● **Required work**
Could you return, exactly as written, only the lines from the one holding "is durable too." through the final line of the records below?

(Saved data entries)
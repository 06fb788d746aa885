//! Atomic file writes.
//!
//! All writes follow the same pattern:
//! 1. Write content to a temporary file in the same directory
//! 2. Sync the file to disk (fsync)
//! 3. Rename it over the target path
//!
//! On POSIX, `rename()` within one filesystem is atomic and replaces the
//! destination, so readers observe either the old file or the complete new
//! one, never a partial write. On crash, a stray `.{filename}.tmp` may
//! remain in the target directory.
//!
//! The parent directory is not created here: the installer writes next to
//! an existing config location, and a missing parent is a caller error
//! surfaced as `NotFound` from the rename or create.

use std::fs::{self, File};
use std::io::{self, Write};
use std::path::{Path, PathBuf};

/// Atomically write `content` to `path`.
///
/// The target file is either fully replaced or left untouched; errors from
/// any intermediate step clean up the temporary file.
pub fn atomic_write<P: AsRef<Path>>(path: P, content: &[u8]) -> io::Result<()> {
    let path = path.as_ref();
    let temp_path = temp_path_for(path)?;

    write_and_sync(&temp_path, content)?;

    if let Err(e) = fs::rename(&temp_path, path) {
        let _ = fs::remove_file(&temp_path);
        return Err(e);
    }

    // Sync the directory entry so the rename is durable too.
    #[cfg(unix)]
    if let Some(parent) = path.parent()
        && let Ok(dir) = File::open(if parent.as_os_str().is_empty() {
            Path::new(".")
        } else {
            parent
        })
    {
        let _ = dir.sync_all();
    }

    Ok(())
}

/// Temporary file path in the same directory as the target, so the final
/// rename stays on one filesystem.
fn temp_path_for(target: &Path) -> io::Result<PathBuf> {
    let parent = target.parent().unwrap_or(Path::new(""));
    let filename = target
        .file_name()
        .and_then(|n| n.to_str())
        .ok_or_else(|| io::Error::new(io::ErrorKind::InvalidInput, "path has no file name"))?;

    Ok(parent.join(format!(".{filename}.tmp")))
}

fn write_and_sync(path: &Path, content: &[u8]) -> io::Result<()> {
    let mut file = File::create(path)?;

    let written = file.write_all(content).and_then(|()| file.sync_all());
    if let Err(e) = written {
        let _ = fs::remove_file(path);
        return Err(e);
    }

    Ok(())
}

● **Answer box**
    // Sync the directory entry so the rename is durable too.
    #[cfg(unix)]
    if let Some(parent) = path.parent()
        && let Ok(dir) = File::open(if parent.as_os_str().is_empty() {
            Path::new(".")
        } else {
            parent
        })
    {
        let _ = dir.sync_all();
    }

    Ok(())
}

/// Temporary file path in the same directory as the target, so the final
/// rename stays on one filesystem.
fn temp_path_for(target: &Path) -> io::Result<PathBuf> {
    let parent = target.parent().unwrap_or(Path::new(""));
    let filename = target
        .file_name()
        .and_then(|n| n.to_str())
        .ok_or_else(|| io::Error::new(io::ErrorKind::InvalidInput, "path has no file name"))?;

    Ok(parent.join(format!(".{filename}.tmp")))
}

fn write_and_sync(path: &Path, content: &[u8]) -> io::Result<()> {
    let mut file = File::create(path)?;

    let written = file.write_all(content).and_then(|()| file.sync_all());
    if let Err(e) = written {
        let _ = fs::remove_file(path);
        return Err(e);
    }

    Ok(())
}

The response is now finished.